I have a module, say, called Constants,
module Constants
const zero = 0.0 :: Float64
const czero = 0.0 + 0.0im :: Complex
end
I know like I can define like zero as Float64. But How do I define a "Complex" and "Float64" variable such as czero? Currently I use Complex, but I want to be more specific. If I use ComplexF64
const czero = 0.0 + 0.0im :: ComplexF64
it gives me an error,
ERROR: LoadError: TypeError: in typeassert, expected Complex{Float64}, got a value of type Complex{Bool}
So what concrete type of Complex should I use?
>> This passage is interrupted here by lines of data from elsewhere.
//! Pipeline execution module.
//!
//! This module handles running a filter stack over an image.

pub mod pipeline;
pub mod progress;

pub use pipeline::{FilterPipeline, PipelineOptions, RunStats};
pub use progress::{ProgressCallback, ProgressTracker, ProgressUpdate};
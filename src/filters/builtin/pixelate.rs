//! Stylize filters: Pixelate

use crate::core::attribute::AttributeDefinition;
use crate::core::context::FilterContext;
use crate::core::error::PipelineResult;
use crate::core::filter::{Category, Filter, FilterMetadata};
use crate::core::types::{AttributeType, Image, Value};
use crate::filters::registry::FilterRegistry;
use image::Rgb;

/// Register stylize filters.
pub fn register(registry: &mut FilterRegistry) {
    registry.register(|| Box::new(Pixelate));
}

/// Replaces unattended regions with square blocks of their mean color.
///
/// Blocks are anchored at the top-left corner; the last block in each row
/// and column may be truncated by the image edge.
#[derive(Debug, Clone)]
pub struct Pixelate;

impl Filter for Pixelate {
    fn metadata(&self) -> FilterMetadata {
        FilterMetadata::builder("pixelate", "Pixelate")
            .description("Replace unattended regions with coarse blocks")
            .category(Category::Stylize)
            .version("1.0.0")
            .attribute(
                AttributeDefinition::new("block_size", AttributeType::Integer, Value::Integer(8))
                    .with_description("Block edge length in pixels")
                    .with_range(1.0, 512.0),
            )
            .tags(["mosaic", "blocks"])
            .build()
    }

    fn run(&self, ctx: &FilterContext<'_>) -> PipelineResult<Image> {
        let block = ctx.get_integer("block_size")? as u32;
        let blocks = mosaic(ctx.image(), block);
        Ok(ctx.blend_with(&blocks))
    }

    fn clone_box(&self) -> Box<dyn Filter> {
        Box::new(self.clone())
    }
}

fn mosaic(image: &Image, block: u32) -> Image {
    let (width, height) = image.dimensions();
    let mut output = Image::new(width, height);
    let step = block.max(1);

    for by in (0..height).step_by(step as usize) {
        let y_end = (by + step).min(height);
        for bx in (0..width).step_by(step as usize) {
            let x_end = (bx + step).min(width);

            let mut sum = [0u64; 3];
            for y in by..y_end {
                for x in bx..x_end {
                    for (total, channel) in sum.iter_mut().zip(image.get_pixel(x, y).0) {
                        *total += channel as u64;
                    }
                }
            }

            let count = ((x_end - bx) * (y_end - by)) as f64;
            let mean = Rgb(sum.map(|s| (s as f64 / count).round() as u8));
            for y in by..y_end {
                for x in bx..x_end {
                    output.put_pixel(x, y, mean);
                }
            }
        }
    }

    output
}
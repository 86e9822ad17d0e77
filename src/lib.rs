//! # Gazeblur - Attention-guided Image Degradation
//!
//! Gazeblur applies an ordered stack of image filters to a photograph, with
//! every filter's strength modulated per pixel by a grayscale attention
//! heatmap (for example eye-tracking gaze density). Regions the viewer looked
//! at keep their fidelity; the rest are blurred, desaturated or otherwise
//! degraded.
//!
//! ## Features
//!
//! - **Heatmap-modulated filters**: each filter blends between the original
//!   pixel and a fully degraded one using the heatmap as the keep weight
//! - **Remap curves**: reshape raw attention data with identity, linear,
//!   threshold or gamma curves, or any custom [`RemapStrategy`](heatmap::RemapStrategy)
//! - **Ordered stack**: available and active lists with selection, reordering
//!   and catalogue-order restore
//! - **Extensible**: add custom filters through the [`Filter`](core::Filter) trait
//! - **Parallel rows**: pixel loops run on rayon without changing results
//!
//! ## Quick Start
//!
//! ```rust,ignore
//! use gazeblur::prelude::*;
//!
//! let mut session = Session::new();
//! session.load_source_image("photo.jpg")?;
//! session.load_heatmap("gaze.png")?;
//! session.set_remap_config(RemapConfig::new(RemapCurve::gain(1.5)))?;
//!
//! // Activate desaturate, then gaussian_blur
//! let stack = session.stack_mut();
//! stack.select_available(0)?;
//! stack.add()?;
//! stack.select_available(1)?;
//! stack.add()?;
//!
//! session.render()?;
//! session.save_output("out.png")?;
//! ```
//!
//! ## Architecture
//!
//! - [`core`]: Image, heatmap and attribute types, the filter trait, errors
//! - [`filters`]: Filter registry and built-in filters
//! - [`heatmap`]: Remap curves and the stateful remapper
//! - [`execution`]: The filter pipeline and progress reporting
//! - [`stack`]: Available/active stack management
//! - [`session`]: One editing session tying everything together
//! - [`io`], [`config`]: File loading/saving and TOML settings
//!
//! ## Creating Custom Filters
//!
//! ```rust,ignore
//! use gazeblur::prelude::*;
//!
//! #[derive(Debug, Clone)]
//! struct Invert;
//!
//! impl Filter for Invert {
//!     fn metadata(&self) -> FilterMetadata {
//!         FilterMetadata::builder("invert", "Invert")
//!             .category(Category::Color)
//!             .build()
//!     }
//!
//!     fn run(&self, ctx: &FilterContext<'_>) -> PipelineResult<Image> {
//!         Ok(ctx.map_weighted(|_, px, weight| {
//!             px.map(|c| lerp(c, 255.0 - c as f32, weight))
//!         }))
//!     }
//!
//!     fn clone_box(&self) -> Box<dyn Filter> {
//!         Box::new(self.clone())
//!     }
//! }
//!
//! let registry = RegistryBuilder::new().register(|| Box::new(Invert)).build();
//! ```

#![warn(missing_docs)]
#![warn(clippy::all)]

pub mod config;
pub mod core;
pub mod execution;
pub mod filters;
pub mod heatmap;
pub mod io;
pub mod session;
pub mod stack;

/// Prelude module for convenient imports.
///
/// Import everything commonly needed with:
/// ```rust,ignore
/// use gazeblur::prelude::*;
/// ```
pub mod prelude {
    // Core types
    pub use crate::core::types::{Attributes, AttributeType, Dimensions, Heatmap, Image, Value, NORMALIZED};

    // Filter trait and types
    pub use crate::core::filter::{Category, Filter, FilterMetadata};
    pub use crate::core::instance::FilterInstance;
    pub use crate::core::context::FilterContext;
    pub use crate::core::blend::lerp;

    // Attribute definitions
    pub use crate::core::attribute::{AttributeDefinition, Constraint};

    // Errors
    pub use crate::core::error::{
        AttributeError, ConfigError, FilterId, GazeError, GazeResult, HeatmapError, PipelineError,
        PipelineResult, StackError, StackSide,
    };

    // Heatmap
    pub use crate::heatmap::{remap, HeatmapRemapper, RemapConfig, RemapCurve, RemapStrategy};

    // Execution
    pub use crate::execution::pipeline::{FilterPipeline, PipelineOptions, RunStats};
    pub use crate::execution::progress::{ProgressCallback, ProgressUpdate};

    // Filters
    pub use crate::filters::registry::{FilterFactory, FilterRegistry, RegistryBuilder};
    pub use crate::filters::builtin::{BoxBlur, Darken, Desaturate, GaussianBlur, Noise, Pixelate};

    // Stack and session
    pub use crate::config::{PipelineSettings, SessionConfig};
    pub use crate::session::Session;
    pub use crate::stack::FilterStack;
}

/// Library version.
pub const VERSION: &str = env!("CARGO_PKG_VERSION");

/// Library name.
pub const NAME: &str = env!("CARGO_PKG_NAME");

#[cfg(test)]
mod tests {
    use super::prelude::*;

    #[test]
    fn test_version() {
        assert!(!super::VERSION.is_empty());
        assert_eq!(super::NAME, "gazeblur");
    }

    #[test]
    fn test_registry_with_builtins() {
        let registry = FilterRegistry::with_builtins();

        assert!(registry.contains("desaturate"));
        assert!(registry.contains("darken"));
        assert!(registry.contains("gaussian_blur"));
        assert!(registry.contains("box_blur"));
        assert!(registry.contains("pixelate"));
        assert!(registry.contains("noise"));
    }

    #[test]
    fn test_session_end_to_end() {
        let image = Image::from_fn(8, 8, |x, y| image::Rgb([(x * 30) as u8, (y * 30) as u8, 90]));
        let heatmap = Heatmap::from_fn(8, 8, |x, _| if x < 4 { 1.0 } else { 0.0 });

        let mut session = Session::new();
        session.set_source_image(image.clone());
        session.set_raw_heatmap(heatmap);
        let stack = session.stack_mut();
        stack.select_available(0).unwrap();
        stack.add().unwrap();

        let output = session.render().unwrap();
        for y in 0..8 {
            assert_eq!(output.get_pixel(0, y), image.get_pixel(0, y));
            let p = output.get_pixel(7, y);
            assert!(p[0] == p[1] && p[1] == p[2]);
        }
    }
}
I give each variable a concrete type is because I heard that if the code looks like Fortran it can run like Fortran, because I define the type first so Julia do not have to convert the type which can be very slow.
This question is not quite clear, but perhpas what you need is zero:
julia> zero(ComplexF64)
0.0 + 0.0im
julia> dump(zero(ComplexF64))
ComplexF64
re: Float64 0.0
im: Float64 0.0
Other options include using the constructor such as ComplexF64(0.0) or ComplexF64(0.0,0.0) or using the complex(0.0) function. These are all type stable.
::
With the ::-operator type annotations are attached to expressions and variables in programs. See the manual section on Type Declarations.
Outside of declarations :: is used to assert that expressions and variables in programs have a given type.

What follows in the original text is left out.